Hey there, in this post I want to share a side project of mine that I have been working on for a few days – a minimalist, keyboard-centric todo app. While showcasing the main features, I will refer you to some of the React resources and concepts that I used during the development of the app.
When you first open the app, you are presented with a rather minimalist-looking landing page. You can see the main keyboard shortcuts, and simply typing a name will create your very first todo list.
Implementing all of the keyboard shortcuts and navigation throughout the app taught me a lot about reference management via the useRef React hook to control the focus of various HTML elements through the DOM.
The user interface was intentionally kept simple, to feel just like a piece of paper sitting right there on your desktop, waiting for you to jot down todos. Striking them through with a single keyboard click should feel as seamless and delightful as possible. That's why all of your actions will trigger the dynamic HUD to give you instant feedback.
Implementing the HUD made me use and learn a surprising amount of new React concepts. First, I created a custom React Hook to abstract away the logic of showing and hiding the HUD element. Then, I used a React portal to correctly position it above all other content of the app. Lastly, I used the Publish-Subscribe Pattern to implement app-wide messaging via a React context and context provider to facilitate the necessary methods.
Of course, a todo app would be nothing without the ability to create more than one list. None of your brilliant ideas will get lost again; just add them to your second "Ideas" list.
But I didn't stop there. You can go crazy and add as many lists as you please. Productivity has never been this easy before 😉.
It's 2023, our apps need command bars.
The command bar let's you create new lists, delete the ones you don't need anymore, and toggle the currently selected todo item.

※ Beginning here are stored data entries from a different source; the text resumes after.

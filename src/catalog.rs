//! Product catalog and recommendation combiner.
//!
//! The catalog maps a base key, derived from a completed answer sheet, to an
//! ordered product list. Secondary problems selected in the multi-select
//! append their own product blocks after the base list, in selection order.
//! Coverage of every reachable base key is verified once at startup.

use crate::dialogue::AnswerSheet;
use crate::graph::{Category, DialogGraph, DialogNode, NodeKind};

/// One recommendable product. The photo key addresses the uploaded
/// illustration; products without a key are always rendered as text.
#[derive(Debug, Clone, Copy, PartialEq, Eq)]
pub struct Product {
    pub name: &'static str,
    pub photo: Option<&'static str>,
}

/// One line of the combined recommendation output.
#[derive(Debug, Clone, Copy, PartialEq, Eq)]
pub enum RecLine {
    /// Heading note introducing an additional-problem block.
    Heading(&'static str),
    Product(Product),
}

struct CatalogEntry {
    key: &'static str,
    products: &'static [Product],
}

struct ProblemEntry {
    problem: &'static str,
    heading: &'static str,
    products: &'static [Product],
}

/// Errors on the recommendation path. `MissingEntry` escaping startup
/// validation means the shipped catalog and graph disagree.
#[derive(Debug, Clone, PartialEq, Eq)]
pub enum CatalogError {
    MissingEntry(String),
    IncompleteAnswers(Category),
    UnknownLabel { category: Category, label: String },
}

impl std::fmt::Display for CatalogError {
    fn fmt(&self, f: &mut std::fmt::Formatter<'_>) -> std::fmt::Result {
        match self {
            CatalogError::MissingEntry(key) => {
                write!(f, "no catalog entry for base key «{key}»")
            }
            CatalogError::IncompleteAnswers(category) => {
                write!(f, "answer sheet reached a terminal without {category:?}")
            }
            CatalogError::UnknownLabel { category, label } => {
                write!(f, "label «{label}» is not an option of {category:?}")
            }
        }
    }
}

impl std::error::Error for CatalogError {}

// Hair products.
const SHAMPOO_DAILY: Product = Product {
    name: "Шампунь «Ежедневный уход»",
    photo: Some("shampoo_daily"),
};
const CONDITIONER_DAILY: Product = Product {
    name: "Кондиционер «Лёгкое расчёсывание»",
    photo: Some("conditioner_daily"),
};
const SHAMPOO_COLOR: Product = Product {
    name: "Шампунь «Защита цвета»",
    photo: Some("shampoo_color"),
};
const CONDITIONER_COLOR: Product = Product {
    name: "Кондиционер «Защита цвета»",
    photo: Some("conditioner_color"),
};
const SHAMPOO_SENSITIVE: Product = Product {
    name: "Шампунь «Комфорт кожи головы»",
    photo: Some("shampoo_sensitive"),
};
const LOTION_SENSITIVE: Product = Product {
    name: "Успокаивающий лосьон для кожи головы",
    photo: Some("lotion_sensitive"),
};
const SHAMPOO_BLOND: Product = Product {
    name: "Оттеночный шампунь «Холодный блонд»",
    photo: Some("shampoo_blond"),
};
const MASK_DARK: Product = Product {
    name: "Маска «Глубина тёмных оттенков»",
    photo: Some("mask_dark"),
};
const SPRAY_VOLUME: Product = Product {
    name: "Спрей для прикорневого объёма",
    photo: Some("spray_volume"),
};
const MOUSSE_VOLUME: Product = Product {
    name: "Мусс-объём для тонких волос",
    photo: Some("mousse_volume"),
};

// Additional-problem products.
const MASK_MOISTURE: Product = Product {
    name: "Увлажняющая маска с алоэ",
    photo: Some("mask_moisture"),
};
const OIL_ENDS: Product = Product {
    name: "Масло для сухих кончиков",
    photo: Some("oil_ends"),
};
const AMPOULES_KERATIN: Product = Product {
    name: "Ампулы с кератином",
    photo: Some("ampoules_keratin"),
};
const TONIC_GROWTH: Product = Product {
    name: "Тоник для стимуляции роста",
    photo: Some("tonic_growth"),
};
const AMPOULES_GROWTH: Product = Product {
    name: "Ампулы против выпадения",
    photo: Some("ampoules_growth"),
};
const SHAMPOO_DANDRUFF: Product = Product {
    name: "Шампунь-пилинг против перхоти",
    photo: Some("shampoo_dandruff"),
};
const ELIXIR_SHINE: Product = Product {
    name: "Эликсир для блеска волос",
    photo: Some("elixir_shine"),
};
const SPRAY_GLOSS: Product = Product {
    name: "Спрей-глянец с термозащитой",
    photo: Some("spray_gloss"),
};

// Body products.
const BODY_CREAM_HYDRA: Product = Product {
    name: "Крем для тела «Интенсивное увлажнение»",
    photo: Some("body_cream_hydra"),
};
const BODY_OIL_HYDRA: Product = Product {
    name: "Масло для душа с гиалуроновой кислотой",
    photo: Some("body_oil_hydra"),
};
const BODY_BUTTER_NUTRI: Product = Product {
    name: "Баттер для тела «Питание и восстановление»",
    photo: Some("body_butter_nutri"),
};
const BODY_MILK_NUTRI: Product = Product {
    name: "Молочко для тела с маслом ши",
    photo: Some("body_milk_nutri"),
};
const BODY_SCRUB_ANTICELL: Product = Product {
    name: "Разогревающий антицеллюлитный скраб",
    photo: Some("body_scrub_anticell"),
};
const BODY_GEL_ANTICELL: Product = Product {
    name: "Дренажный гель для массажа",
    photo: Some("body_gel_anticell"),
};
const BODY_SERUM_FIRM: Product = Product {
    name: "Укрепляющая сыворотка для тела",
    photo: Some("body_serum_firm"),
};
const BODY_CREAM_FIRM: Product = Product {
    name: "Моделирующий крем «Упругость»",
    photo: Some("body_cream_firm"),
};

/// Base recommendations per reachable answer combination. The hair keys are
/// the `_`-join of the non-empty option segments in the order hair type,
/// scalp, color, volume; the body keys are the goal segment alone.
const CATALOG: &[CatalogEntry] = &[
    // Natural hair.
    CatalogEntry {
        key: "natural_blonde",
        products: &[SHAMPOO_DAILY, CONDITIONER_DAILY, SHAMPOO_BLOND],
    },
    CatalogEntry {
        key: "natural_dark",
        products: &[SHAMPOO_DAILY, CONDITIONER_DAILY, MASK_DARK],
    },
    CatalogEntry {
        key: "natural_blonde_volume",
        products: &[SHAMPOO_DAILY, CONDITIONER_DAILY, SHAMPOO_BLOND, SPRAY_VOLUME],
    },
    CatalogEntry {
        key: "natural_dark_volume",
        products: &[SHAMPOO_DAILY, CONDITIONER_DAILY, MASK_DARK, SPRAY_VOLUME],
    },
    CatalogEntry {
        key: "natural_sensitive_blonde",
        products: &[SHAMPOO_SENSITIVE, LOTION_SENSITIVE, SHAMPOO_BLOND],
    },
    CatalogEntry {
        key: "natural_sensitive_dark",
        products: &[SHAMPOO_SENSITIVE, LOTION_SENSITIVE, MASK_DARK],
    },
    CatalogEntry {
        key: "natural_sensitive_blonde_volume",
        products: &[
            SHAMPOO_SENSITIVE,
            LOTION_SENSITIVE,
            SHAMPOO_BLOND,
            MOUSSE_VOLUME,
        ],
    },
    CatalogEntry {
        key: "natural_sensitive_dark_volume",
        products: &[SHAMPOO_SENSITIVE, LOTION_SENSITIVE, MASK_DARK, MOUSSE_VOLUME],
    },
    // Colored hair.
    CatalogEntry {
        key: "colored_blonde",
        products: &[SHAMPOO_COLOR, CONDITIONER_COLOR, SHAMPOO_BLOND],
    },
    CatalogEntry {
        key: "colored_dark",
        products: &[SHAMPOO_COLOR, CONDITIONER_COLOR, MASK_DARK],
    },
    CatalogEntry {
        key: "colored_blonde_volume",
        products: &[SHAMPOO_COLOR, CONDITIONER_COLOR, SHAMPOO_BLOND, SPRAY_VOLUME],
    },
    CatalogEntry {
        key: "colored_dark_volume",
        products: &[SHAMPOO_COLOR, CONDITIONER_COLOR, MASK_DARK, SPRAY_VOLUME],
    },
    CatalogEntry {
        key: "colored_sensitive_blonde",
        products: &[SHAMPOO_SENSITIVE, CONDITIONER_COLOR, SHAMPOO_BLOND],
    },
    CatalogEntry {
        key: "colored_sensitive_dark",
        products: &[SHAMPOO_SENSITIVE, CONDITIONER_COLOR, MASK_DARK],
    },
    CatalogEntry {
        key: "colored_sensitive_blonde_volume",
        products: &[
            SHAMPOO_SENSITIVE,
            CONDITIONER_COLOR,
            SHAMPOO_BLOND,
            MOUSSE_VOLUME,
        ],
    },
    CatalogEntry {
        key: "colored_sensitive_dark_volume",
        products: &[SHAMPOO_SENSITIVE, CONDITIONER_COLOR, MASK_DARK, MOUSSE_VOLUME],
    },
    // Body care.
    CatalogEntry {
        key: "body_hydration",
        products: &[BODY_CREAM_HYDRA, BODY_OIL_HYDRA],
    },
    CatalogEntry {
        key: "body_nutrition",
        products: &[BODY_BUTTER_NUTRI, BODY_MILK_NUTRI],
    },
    CatalogEntry {
        key: "body_anticellulite",
        products: &[BODY_SCRUB_ANTICELL, BODY_GEL_ANTICELL],
    },
    CatalogEntry {
        key: "body_firming",
        products: &[BODY_SERUM_FIRM, BODY_CREAM_FIRM],
    },
];

/// Extra product blocks per secondary problem. A problem without an entry
/// («Секущиеся концы») contributes nothing to the output.
const ADDITIONAL_PROBLEMS: &[ProblemEntry] = &[
    ProblemEntry {
        problem: "Сухость",
        heading: "При сухости волос:",
        products: &[MASK_MOISTURE, OIL_ENDS],
    },
    ProblemEntry {
        problem: "Ломкость",
        heading: "Против ломкости:",
        products: &[AMPOULES_KERATIN],
    },
    ProblemEntry {
        problem: "Выпадение",
        heading: "Против выпадения:",
        products: &[TONIC_GROWTH, AMPOULES_GROWTH],
    },
    ProblemEntry {
        problem: "Перхоть",
        heading: "Против перхоти:",
        products: &[SHAMPOO_DANDRUFF],
    },
    ProblemEntry {
        problem: "Тусклость",
        heading: "Для блеска:",
        products: &[ELIXIR_SHINE, SPRAY_GLOSS],
    },
];

/// Hair-branch categories in the fixed order their segments compose the key.
/// The order is a catalog convention and intentionally differs from the
/// question order (color before volume).
const KEY_ORDER: [Category; 4] = [
    Category::HairType,
    Category::ScalpType,
    Category::HairColor,
    Category::VolumeNeed,
];

/// Derive the catalog base key from a completed answer sheet.
pub fn base_key(graph: &DialogGraph, answers: &AnswerSheet) -> Result<String, CatalogError> {
    if let Some(goal) = answers.body_goal.as_deref() {
        let segment = graph
            .segment_for(Category::BodyGoal, goal)
            .map_err(|label| CatalogError::UnknownLabel {
                category: Category::BodyGoal,
                label,
            })?;
        return segment
            .map(str::to_string)
            .ok_or(CatalogError::IncompleteAnswers(Category::BodyGoal));
    }

    let mut parts: Vec<&str> = Vec::new();
    for category in KEY_ORDER {
        let label = answers
            .single(category)
            .ok_or(CatalogError::IncompleteAnswers(category))?;
        let segment =
            graph
                .segment_for(category, label)
                .map_err(|label| CatalogError::UnknownLabel { category, label })?;
        if let Some(segment) = segment {
            parts.push(segment);
        }
    }
    Ok(parts.join("_"))
}

/// Combine the base product list with the blocks of the selected problems,
/// in the order the problems were selected. Pure; never deduplicates.
pub fn combine(base_key: &str, selected_problems: &[String]) -> Result<Vec<RecLine>, CatalogError> {
    let entry = CATALOG
        .iter()
        .find(|e| e.key == base_key)
        .ok_or_else(|| CatalogError::MissingEntry(base_key.to_string()))?;

    let mut lines: Vec<RecLine> = entry.products.iter().copied().map(RecLine::Product).collect();

    for problem in selected_problems {
        let Some(extra) = ADDITIONAL_PROBLEMS.iter().find(|p| p.problem == problem) else {
            continue;
        };
        lines.push(RecLine::Heading(extra.heading));
        lines.extend(extra.products.iter().copied().map(RecLine::Product));
    }

    Ok(lines)
}

/// Derive the key and combine in one step, for the terminal handler.
pub fn recommend(graph: &DialogGraph, answers: &AnswerSheet) -> Result<Vec<RecLine>, CatalogError> {
    let key = base_key(graph, answers)?;
    combine(&key, answers.problems())
}

/// Verify at startup that every base key reachable in the dialog graph has a
/// catalog entry. Walks every single-choice path to a terminal; the
/// multi-select does not influence the key.
pub fn validate_coverage(graph: &DialogGraph) -> Result<(), CatalogError> {
    let mut keys = Vec::new();
    collect_keys(graph, graph.node(DialogGraph::ENTRY), AnswerSheet::default(), &mut keys)?;
    for key in keys {
        if !CATALOG.iter().any(|e| e.key == key) {
            return Err(CatalogError::MissingEntry(key));
        }
    }
    Ok(())
}

fn collect_keys(
    graph: &DialogGraph,
    node: &'static DialogNode,
    answers: AnswerSheet,
    keys: &mut Vec<String>,
) -> Result<(), CatalogError> {
    match node.kind {
        NodeKind::SingleChoice { category, options } => {
            for option in options {
                let mut next_answers = answers.clone();
                if let Some(category) = category {
                    next_answers.record(category, option.label);
                }
                collect_keys(graph, graph.node(option.next), next_answers, keys)?;
            }
            Ok(())
        }
        NodeKind::MultiChoice { next, .. } => collect_keys(graph, graph.node(next), answers, keys),
        NodeKind::Terminal => {
            keys.push(base_key(graph, &answers)?);
            Ok(())
        }
    }
}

Implementing the command bar made me use the Reducer Pattern (also see useReducer) so that actions could be fired from everywhere within the app. These actions then trigger all of the backend operations (in this case local storage). Also UI changes are performed, such as showing the already mentioned HUD.
Overall, this project taught me a lot about the various interesting concepts in the React framework. I had to build reusable components, write lots of CSS and think about ways to communicate between parts of the app. So, quite a success.